Auf dem Arbeitsmarkt spielten drei Entwicklungen eine Rolle: Erstens nahm die Zahl der sogenannten atypischen Arbeitsplätze im Dienstleistungsbereich zu, die besonders schlecht bezahlt werden. Zweitens gingen niedrige und hohe Löhne für Beschäftigte stärker auseinander als früher.

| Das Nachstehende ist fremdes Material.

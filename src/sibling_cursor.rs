//! A forward-only cursor over the siblings following a node.
//!
//! The export binds a title to its channel and date only by position, so the
//! extractor walks siblings instead of matching on attributes.

use ego_tree::NodeRef;
use scraper::{ElementRef, Node};

#[derive(Clone, Copy, Debug)]
pub struct SiblingCursor<'a> {
    next: Option<NodeRef<'a, Node>>,
}

impl<'a> SiblingCursor<'a> {
    /// Starts right after `node`; `node` itself is never yielded.
    pub fn after(node: NodeRef<'a, Node>) -> Self {
        Self {
            next: node.next_sibling(),
        }
    }

    pub fn peek(&self) -> Option<NodeRef<'a, Node>> {
        self.next
    }

    /// Yields the immediately following node, whatever kind it is.
    pub fn next_node(&mut self) -> Option<NodeRef<'a, Node>> {
        let node = self.next?;
        self.next = node.next_sibling();
        Some(node)
    }

    /// Advances past every sibling until an element named `name` is found.
    /// Text and other elements in between are skipped.
    pub fn next_element_named(&mut self, name: &str) -> Option<ElementRef<'a>> {
        while let Some(node) = self.next_node() {
            if let Some(element) = ElementRef::wrap(node) {
                if element.value().name() == name {
                    return Some(element);
                }
            }
        }
        None
    }

    /// Steps over a single `<br>` if it is the next sibling.
    pub fn skip_line_break(&mut self) {
        if self.peek().is_some_and(is_line_break) {
            self.next_node();
        }
    }
}

impl<'a> Iterator for SiblingCursor<'a> {
    type Item = NodeRef<'a, Node>;

    fn next(&mut self) -> Option<Self::Item> {
        self.next_node()
    }
}

pub fn is_line_break(node: NodeRef<'_, Node>) -> bool {
    node.value()
        .as_element()
        .is_some_and(|element| element.name() == "br")
}
use std::{fmt::Debug, io::BufWriter, path::PathBuf};

use anyhow::Context;
use fs_err::File;
use serde::Serialize;

pub fn write_json<P: Into<PathBuf> + Debug, T: Serialize>(path: P, value: &T) -> anyhow::Result<()> {
    let path = path.into();
    serde_json::to_writer(BufWriter::new(File::create(&path)?), value)
        .with_context(|| format!("While trying to write {path:?} as JSON"))
}

pub fn write_json_pretty<P: Into<PathBuf> + Debug, T: Serialize>(
    path: P,
    value: &T,
) -> anyhow::Result<()> {
    let path = path.into();
    serde_json::to_writer_pretty(BufWriter::new(File::create(&path)?), value)
        .with_context(|| format!("While trying to write {path:?} as JSON"))
}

Hinzu kamen ferner die Sozialreformen von Kanzler Schröders Agenda 2010 – besipielsweise die Abschaffung der Arbeitslosenhilfe kostete Millionen Menschen richtig Geld.

 

Auf der Sonnenseite profitierten die Wohlhabenden und Reichen dagegen von den Steuersenkungen, die die Bundesregierungen seit Beginn der 1990er Jahre durchführten. Die Abgabenbelastung für höhere Einkommen und Vermögen sank rapide.

 

In dieser Entwicklung sah Horn nicht nur ein Gerechtigkeitsproblem. Je ungleicher eine Gesellschaft sei, desto mehr stehe auch ihre ökonomische Stabilität in Frage, argumentierte der Forscher. Einfach gesagt: Ungerechtigkeit fördert Finanzkrisen. Den Zusammenhang stellte Horn so her: Wenn Reiche weniger Steuern zahlten, investierten sie mehr Geld auf den Finanzmärkten. Dies könne zu Finanzblasen und entsprechenden Krisen führen.

 

Als Gegenmittel empfiehlt das IMK Politikansätze, die die soziale Spreizung wieder verringern. Dazu gehörten höhere Einkommens-, Vermögens- und Erbschaftssteuern für gutsituierte Bürger und ein gesetzlicher Mindestlohn für schlecht verdienende Arbeitnehmer.